I had really a nice childhood aside from the fact of the polio. Well, I was certainly better read as a result, though. I compensated. I think I tried to be as decisive as I could be. In school I tried to be the very first person with the answer and to complete the problem. I was always concerned that, you know, I didn't go swimming because one leg was smaller than the other. In fact I think there's an album, a high school thing. . .a yearbook, where somebody had written a message to me and said “bird legs” or something like that.

I was concerned about my chest which nobody knew or cared about but I’d try to wear a lot of sweaters.

I was exempt from P.E. because of the polio as well as because of the band because I got a lot of exercise marching in those football games and whatnot. But I would try to pad the side of my chest which is still lower than the other a little bit so it would be no visual defect in looking at me from the side or the front. And then, of course, I found out later there are people who are baseball pitchers who developed a lot more muscles on one side of their chest, their body than the other, so I probably should’ve took up baseball!

I have a feeling now of kinship almost with a person who is handicapped or crippled or in a wheelchair. And, sure, it made me, you know, question God. I went through all of that why me, all of that, you know: “If you're so damn bright and smart, why me?”
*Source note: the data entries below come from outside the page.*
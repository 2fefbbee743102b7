//! Paillier keys and ciphertext arithmetic
//!
//! A device owns one [`MtaKeyPair`]. Its public half, [`MtaPublicKey`], is
//! published at enrollment and carries both the Paillier modulus used to
//! encrypt the device's own MtA inputs and the ring-Pedersen parameters
//! other devices prove ranges against.

use k256::Scalar;
use libpaillier::{unknown_order::BigNumber, DecryptionKey, EncryptionKey};
use serde::{Deserialize, Serialize};
use tracing::debug;

use crate::{types::scalar_from_bytes, Error, Result};

/// Smallest accepted Paillier modulus
pub const MIN_MODULUS_BITS: usize = 2048;

const MAX_KEYGEN_ATTEMPTS: usize = 16;

const CURVE_ORDER: [u8; 32] = [
    0xff, 0xff, 0xff, 0xff, 0xff, 0xff, 0xff, 0xff, 0xff, 0xff, 0xff, 0xff, 0xff, 0xff, 0xff, 0xfe,
    0xba, 0xae, 0xdc, 0xe6, 0xaf, 0x48, 0xa0, 0x3b, 0xbf, 0xd2, 0x5e, 0x8c, 0xd0, 0x36, 0x41, 0x41,
];

/// secp256k1 group order q
pub fn curve_order() -> BigNumber {
    BigNumber::from_slice(CURVE_ORDER)
}

/// Lift a scalar to an integer in [0, q)
pub fn scalar_to_bn(scalar: &Scalar) -> BigNumber {
    BigNumber::from_slice(scalar.to_bytes())
}

/// Reduce a non-negative integer modulo q
pub fn bn_to_scalar(value: &BigNumber) -> Result<Scalar> {
    let reduced = value % &curve_order();
    let bytes = reduced.to_bytes();
    if bytes.len() > 32 {
        return Err(Error::Crypto("Reduced value exceeds 32 bytes".into()));
    }
    let mut padded = [0u8; 32];
    padded[32 - bytes.len()..].copy_from_slice(&bytes);
    scalar_from_bytes(&padded)
}

/// Uniform element of Z*_n
pub fn random_unit(n: &BigNumber) -> BigNumber {
    let one = BigNumber::one();
    loop {
        let candidate = BigNumber::random(n);
        if candidate != BigNumber::zero() && candidate.gcd(n) == one {
            return candidate;
        }
    }
}

/// Public Paillier modulus plus ring-Pedersen parameters of a device
#[derive(Debug, Clone, PartialEq, Eq, Serialize, Deserialize)]
pub struct MtaPublicKey {
    /// Paillier modulus N, also the ring-Pedersen modulus Ñ
    #[serde(with = "bn_hex")]
    pub n: BigNumber,
    /// h1 = h2^λ mod Ñ
    #[serde(with = "bn_hex")]
    pub h1: BigNumber,
    /// h2 = τ² mod Ñ
    #[serde(with = "bn_hex")]
    pub h2: BigNumber,
}

impl MtaPublicKey {
    /// N²
    pub fn nn(&self) -> BigNumber {
        &self.n * &self.n
    }

    /// Reject undersized moduli and degenerate Pedersen bases
    pub fn validate(&self, min_bits: usize) -> Result<()> {
        let bits = self.n.bit_length();
        if bits < min_bits.max(MIN_MODULUS_BITS) {
            return Err(Error::InvalidConfig(format!(
                "Paillier modulus has {} bits, need at least {}",
                bits,
                min_bits.max(MIN_MODULUS_BITS)
            )));
        }
        if &self.n % &BigNumber::from(2u64) == BigNumber::zero() {
            return Err(Error::InvalidConfig("Paillier modulus is even".into()));
        }

        let one = BigNumber::one();
        for h in [&self.h1, &self.h2] {
            if h <= &one || h >= &self.n || h.gcd(&self.n) != one {
                return Err(Error::InvalidConfig("Invalid ring-Pedersen base".into()));
            }
        }
        if self.h1 == self.h2 {
            return Err(Error::InvalidConfig("Ring-Pedersen bases are equal".into()));
        }
        Ok(())
    }

    /// `(N+1)^m · r^N mod N²`
    pub fn encrypt_with_nonce(&self, plaintext: &BigNumber, nonce: &BigNumber) -> BigNumber {
        let nn = self.nn();
        let g_m = (&BigNumber::one() + &(plaintext * &self.n)) % &nn;
        g_m.modmul(&nonce.modpow(&self.n, &nn), &nn)
    }

    /// Encrypt under this key with a fresh nonce
    pub fn encrypt(&self, plaintext: &BigNumber) -> BigNumber {
        let nonce = random_unit(&self.n);
        self.encrypt_with_nonce(plaintext, &nonce)
    }

    /// Homomorphic addition of plaintexts
    pub fn add(&self, a: &BigNumber, b: &BigNumber) -> BigNumber {
        a.modmul(b, &self.nn())
    }

    /// Homomorphic multiplication of the plaintext by `k`
    pub fn scale(&self, ciphertext: &BigNumber, k: &BigNumber) -> BigNumber {
        ciphertext.modpow(k, &self.nn())
    }

    /// Whether `c` is a unit of Z_{N²}
    pub fn is_valid_ciphertext(&self, ciphertext: &BigNumber) -> bool {
        ciphertext > &BigNumber::zero()
            && ciphertext < &self.nn()
            && ciphertext.gcd(&self.n) == BigNumber::one()
    }
}

/// A device's Paillier decryption key with its published public key
pub struct MtaKeyPair {
    decryption: DecryptionKey,
    encryption: EncryptionKey,
    public: MtaPublicKey,
}

impl MtaKeyPair {
    /// Generate a key with a modulus of exactly `bits` bits
    pub fn generate(bits: usize) -> Result<Self> {
        if bits < MIN_MODULUS_BITS {
            return Err(Error::InvalidConfig(format!(
                "Paillier modulus of {} bits is below the {} bit minimum",
                bits, MIN_MODULUS_BITS
            )));
        }

        for attempt in 1..=MAX_KEYGEN_ATTEMPTS {
            let p = BigNumber::prime(bits / 2);
            let q = BigNumber::prime(bits / 2);
            if p == q {
                continue;
            }
            let n = &p * &q;
            if n.bit_length() != bits {
                debug!(attempt, got = n.bit_length(), "Modulus size off, retrying");
                continue;
            }

            let decryption = DecryptionKey::with_primes_unchecked(&p, &q)
                .ok_or_else(|| Error::Crypto("Paillier key construction failed".into()))?;
            let encryption = EncryptionKey::from(&decryption);

            let one = BigNumber::one();
            let phi = &(&p - &one) * &(&q - &one);
            let tau = random_unit(&n);
            let h2 = tau.modmul(&tau, &n);
            let lambda = BigNumber::random(&phi);
            let h1 = h2.modpow(&lambda, &n);

            let public = MtaPublicKey { n, h1, h2 };
            if public.validate(bits).is_err() {
                continue;
            }

            return Ok(Self {
                decryption,
                encryption,
                public,
            });
        }

        Err(Error::Crypto("Paillier key generation did not converge".into()))
    }

    /// Published half
    pub fn public(&self) -> &MtaPublicKey {
        &self.public
    }

    /// Encrypt a scalar under this key, returning the ciphertext and its nonce
    pub fn encrypt_scalar(&self, value: &Scalar) -> Result<(BigNumber, BigNumber)> {
        self.encryption
            .encrypt(value.to_bytes(), None)
            .ok_or_else(|| Error::Crypto("Paillier encryption failed".into()))
    }

    /// Decrypt and reduce modulo q
    pub fn decrypt_scalar(&self, ciphertext: &BigNumber) -> Result<Scalar> {
        if !self.public.is_valid_ciphertext(ciphertext) {
            return Err(Error::Crypto("Ciphertext outside Z*_{N^2}".into()));
        }
        let plaintext = self
            .decryption
            .decrypt(ciphertext)
            .ok_or_else(|| Error::Crypto("Paillier decryption failed".into()))?;
        bn_to_scalar(&BigNumber::from_slice(plaintext))
    }
}

/// Serde helpers for big integers as big-endian hex
pub mod bn_hex {
    use libpaillier::unknown_order::BigNumber;
    use serde::{Deserialize, Deserializer, Serializer};

    pub fn serialize<S: Serializer>(value: &BigNumber, serializer: S) -> Result<S::Ok, S::Error> {
        serializer.serialize_str(&hex::encode(value.to_bytes()))
    }

    pub fn deserialize<'de, D: Deserializer<'de>>(deserializer: D) -> Result<BigNumber, D::Error> {
        let s = String::deserialize(deserializer)?;
        let bytes = hex::decode(s).map_err(serde::de::Error::custom)?;
        Ok(BigNumber::from_slice(bytes))
    }
}

#[cfg(test)]
mod tests {
    use super::*;
    use crate::mta::test_keys;
    use k256::elliptic_curve::Field;
    use rand::rngs::OsRng;

    #[test]
    fn test_encrypt_decrypt_and_homomorphism() {
        let (a, _) = test_keys();
        let x = Scalar::random(&mut OsRng);
        let y = Scalar::random(&mut OsRng);

        let (cx, _) = a.encrypt_scalar(&x).unwrap();
        assert_eq!(a.decrypt_scalar(&cx).unwrap(), x);

        // E(x)^y · E(1) decrypts to x·y + 1
        let scaled = a.public().scale(&cx, &scalar_to_bn(&y));
        let summed = a.public().add(&scaled, &a.public().encrypt(&BigNumber::one()));
        assert_eq!(a.decrypt_scalar(&summed).unwrap(), x * y + Scalar::ONE);
    }

    #[test]
    fn test_public_key_validation() {
        let (a, b) = test_keys();
        a.public().validate(MIN_MODULUS_BITS).unwrap();

        let mut swapped = a.public().clone();
        swapped.h1 = swapped.h2.clone();
        assert!(swapped.validate(MIN_MODULUS_BITS).is_err());

        let mut foreign = a.public().clone();
        foreign.h1 = b.public().n.clone();
        assert!(foreign.validate(MIN_MODULUS_BITS).is_err());

        assert!(a.public().validate(4096).is_err());
        assert!(MtaKeyPair::generate(1024).is_err());
    }

    #[test]
    fn test_scalar_conversion_reduces() {
        let q = curve_order();
        assert_eq!(bn_to_scalar(&q).unwrap(), Scalar::ZERO);
        let q_plus_five = &q + &BigNumber::from(5u64);
        assert_eq!(bn_to_scalar(&q_plus_five).unwrap(), Scalar::from(5u64));
    }
}
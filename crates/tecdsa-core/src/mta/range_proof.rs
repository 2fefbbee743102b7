//! Range proof for a Paillier plaintext
//!
//! Proves that a ciphertext `c = (N+1)^m · r^N mod N²` under the prover's key
//! hides some `m < q³`, against ring-Pedersen parameters (Ñ, h1, h2) owned by
//! the verifier. The challenge is derived from a merlin transcript bound to
//! the caller's context, so a proof cannot be replayed for another pair or
//! session.

use k256::Scalar;
use libpaillier::unknown_order::BigNumber;
use merlin::Transcript;
use serde::{Deserialize, Serialize};

use super::paillier::{bn_hex, curve_order, random_unit, scalar_to_bn, MtaPublicKey};

/// Non-interactive range proof
#[derive(Debug, Clone, PartialEq, Eq, Serialize, Deserialize)]
pub struct RangeProof {
    /// z = h1^m · h2^ρ mod Ñ
    #[serde(with = "bn_hex")]
    pub z: BigNumber,
    /// u = (N+1)^α · β^N mod N²
    #[serde(with = "bn_hex")]
    pub u: BigNumber,
    /// w = h1^α · h2^γ mod Ñ
    #[serde(with = "bn_hex")]
    pub w: BigNumber,
    /// s = r^e · β mod N
    #[serde(with = "bn_hex")]
    pub s: BigNumber,
    /// s1 = e·m + α
    #[serde(with = "bn_hex")]
    pub s1: BigNumber,
    /// s2 = e·ρ + γ
    #[serde(with = "bn_hex")]
    pub s2: BigNumber,
}

impl RangeProof {
    /// Prove knowledge of `(m, r)` behind `ciphertext`
    pub fn prove(
        context: &[u8],
        prover: &MtaPublicKey,
        verifier: &MtaPublicKey,
        ciphertext: &BigNumber,
        plaintext: &Scalar,
        nonce: &BigNumber,
    ) -> Self {
        let q = curve_order();
        let q3 = &(&q * &q) * &q;
        let n = &prover.n;
        let n_tilde = &verifier.n;

        let alpha = BigNumber::random(&q3);
        let beta = random_unit(n);
        let gamma = BigNumber::random(&(&q3 * n_tilde));
        let rho = BigNumber::random(&(&q * n_tilde));

        let m = scalar_to_bn(plaintext);
        let z = pedersen(verifier, &m, &rho);
        let u = prover.encrypt_with_nonce(&alpha, &beta);
        let w = pedersen(verifier, &alpha, &gamma);

        let e = challenge(context, prover, verifier, ciphertext, &z, &u, &w);

        let s = nonce.modpow(&e, n).modmul(&beta, n);
        let s1 = &(&e * &m) + &alpha;
        let s2 = &(&e * &rho) + &gamma;

        Self { z, u, w, s, s1, s2 }
    }

    /// Check the proof for `ciphertext` in `context`
    pub fn verify(
        &self,
        context: &[u8],
        prover: &MtaPublicKey,
        verifier: &MtaPublicKey,
        ciphertext: &BigNumber,
    ) -> bool {
        let q = curve_order();
        let q3 = &(&q * &q) * &q;
        let zero = BigNumber::zero();
        let n = &prover.n;
        let nn = prover.nn();
        let n_tilde = &verifier.n;

        if self.s1 > q3 || self.s1 < zero || self.s2 < zero {
            return false;
        }
        if !prover.is_valid_ciphertext(ciphertext) || !prover.is_valid_ciphertext(&self.u) {
            return false;
        }
        for v in [&self.z, &self.w] {
            if v <= &zero || v >= n_tilde {
                return false;
            }
        }
        if &self.s <= &zero || &self.s >= n {
            return false;
        }

        let e = challenge(context, prover, verifier, ciphertext, &self.z, &self.u, &self.w);

        // u == (N+1)^s1 · s^N · c^-e mod N²
        let c_inv = match ciphertext.invert(&nn) {
            Some(inv) => inv,
            None => return false,
        };
        let paillier_side = prover
            .encrypt_with_nonce(&self.s1, &self.s)
            .modmul(&c_inv.modpow(&e, &nn), &nn);
        if paillier_side != self.u {
            return false;
        }

        // w == h1^s1 · h2^s2 · z^-e mod Ñ
        let z_inv = match self.z.invert(n_tilde) {
            Some(inv) => inv,
            None => return false,
        };
        let pedersen_side =
            pedersen(verifier, &self.s1, &self.s2).modmul(&z_inv.modpow(&e, n_tilde), n_tilde);
        pedersen_side == self.w
    }
}

fn pedersen(params: &MtaPublicKey, a: &BigNumber, b: &BigNumber) -> BigNumber {
    let n_tilde = &params.n;
    params
        .h1
        .modpow(a, n_tilde)
        .modmul(&params.h2.modpow(b, n_tilde), n_tilde)
}

fn challenge(
    context: &[u8],
    prover: &MtaPublicKey,
    verifier: &MtaPublicKey,
    ciphertext: &BigNumber,
    z: &BigNumber,
    u: &BigNumber,
    w: &BigNumber,
) -> BigNumber {
    let mut transcript = Transcript::new(b"tecdsa-ceremony mta range proof");
    transcript.append_message(b"context", context);
    transcript.append_message(b"N", &prover.n.to_bytes());
    transcript.append_message(b"Ntilde", &verifier.n.to_bytes());
    transcript.append_message(b"h1", &verifier.h1.to_bytes());
    transcript.append_message(b"h2", &verifier.h2.to_bytes());
    transcript.append_message(b"c", &ciphertext.to_bytes());
    transcript.append_message(b"z", &z.to_bytes());
    transcript.append_message(b"u", &u.to_bytes());
    transcript.append_message(b"w", &w.to_bytes());

    let mut bytes = [0u8; 64];
    transcript.challenge_bytes(b"e", &mut bytes);
    BigNumber::from_slice(bytes) % &curve_order()
}

#[cfg(test)]
mod tests {
    use super::*;
    use crate::mta::test_keys;
    use k256::elliptic_curve::Field;
    use rand::rngs::OsRng;

    #[test]
    fn test_honest_proof_verifies() {
        let (prover, verifier) = test_keys();
        let m = Scalar::random(&mut OsRng);
        let (c, r) = prover.encrypt_scalar(&m).unwrap();

        let proof = RangeProof::prove(b"ctx", prover.public(), verifier.public(), &c, &m, &r);
        assert!(proof.verify(b"ctx", prover.public(), verifier.public(), &c));
    }

    #[test]
    fn test_rejects_tampered_ciphertext_and_context() {
        let (prover, verifier) = test_keys();
        let m = Scalar::random(&mut OsRng);
        let (c, r) = prover.encrypt_scalar(&m).unwrap();
        let proof = RangeProof::prove(b"ctx", prover.public(), verifier.public(), &c, &m, &r);

        let tampered = prover
            .public()
            .add(&c, &prover.public().encrypt(&BigNumber::one()));
        assert!(!proof.verify(b"ctx", prover.public(), verifier.public(), &tampered));
        assert!(!proof.verify(b"other", prover.public(), verifier.public(), &c));

        // Proof checked against the wrong verifier parameters
        assert!(!proof.verify(b"ctx", prover.public(), prover.public(), &c));

        let mut bumped = proof.clone();
        bumped.s1 = &bumped.s1 + &BigNumber::one();
        assert!(!bumped.verify(b"ctx", prover.public(), verifier.public(), &c));
    }

    #[test]
    fn test_rejects_out_of_range_response() {
        let (prover, verifier) = test_keys();
        let m = Scalar::random(&mut OsRng);
        let (c, r) = prover.encrypt_scalar(&m).unwrap();
        let mut proof = RangeProof::prove(b"ctx", prover.public(), verifier.public(), &c, &m, &r);

        let q = curve_order();
        proof.s1 = &(&(&q * &q) * &q) + &BigNumber::one();
        assert!(!proof.verify(b"ctx", prover.public(), verifier.public(), &c));
    }
}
And, you know, I was called up for the Korean War. I was too young during World War II to have even worried about it because you know it ended in ‘45. But I was called up for the Korean War, but of course I didn't pass the physical and some of my friends went. Hell, I was relieved. I mean I think a lot of people lied about being happy and wanting to go.

Difficulties in old age due to polio? I'm an example of that! For me, it was kind of a gradual thing but then it accelerated because there was a point where rather than becoming stronger, if you're exercising, you notice that you're really getting weaker. There was a debate about whether polio patients should continue exercise. Like if you had so many pulls on your biceps, you would wear out. So, but, you know, I went from being able to walk fairly well, to walking with a cane, to two canes, to some crutches, and to a walker where I am now. Yeah, you know, but it's difficult to know because a lot of it is age-related also. Even a totally fit person often loses muscle strength and whatnot as they get older.

But with my advanced age, it's always a fight. And you don't know whether it's senility setting in or the effects of polio or whatnot. But older people are not. . . well, we're patient in a way because we can sit still for long periods of time, but we're not patient with not being able to solve problems as easily as we used to could. Or to keep our mind clear so that we know what we're doing on the 5th of July or whatnot.

And now the disease is almost eradicated. It could be there are certain pockets. It could spring back up. It's fortunate that everybody who is exposed to it didn't suffer the nerve damage. Jane always thought that she had had Polio too as an infant because I had had it. She probably did. It may have had some effects on her.

You know, you look back on the polio. It may have saved my life. In Korea I could have been like my friends and killed or injured badly. It's made me cautious, I think, after having polio. And I found out that it didn't really make any difference to women or girls whether I had polio or not.

If you were in college and you had a car, you could get the girls because so many people walked back then and didn't have cars.

If you were a dope or a jerk with a car, you were better than a dope or a jerk walking!

You know, it's an ongoing thing. Until the fat lady sings, we won't really know how it all ends.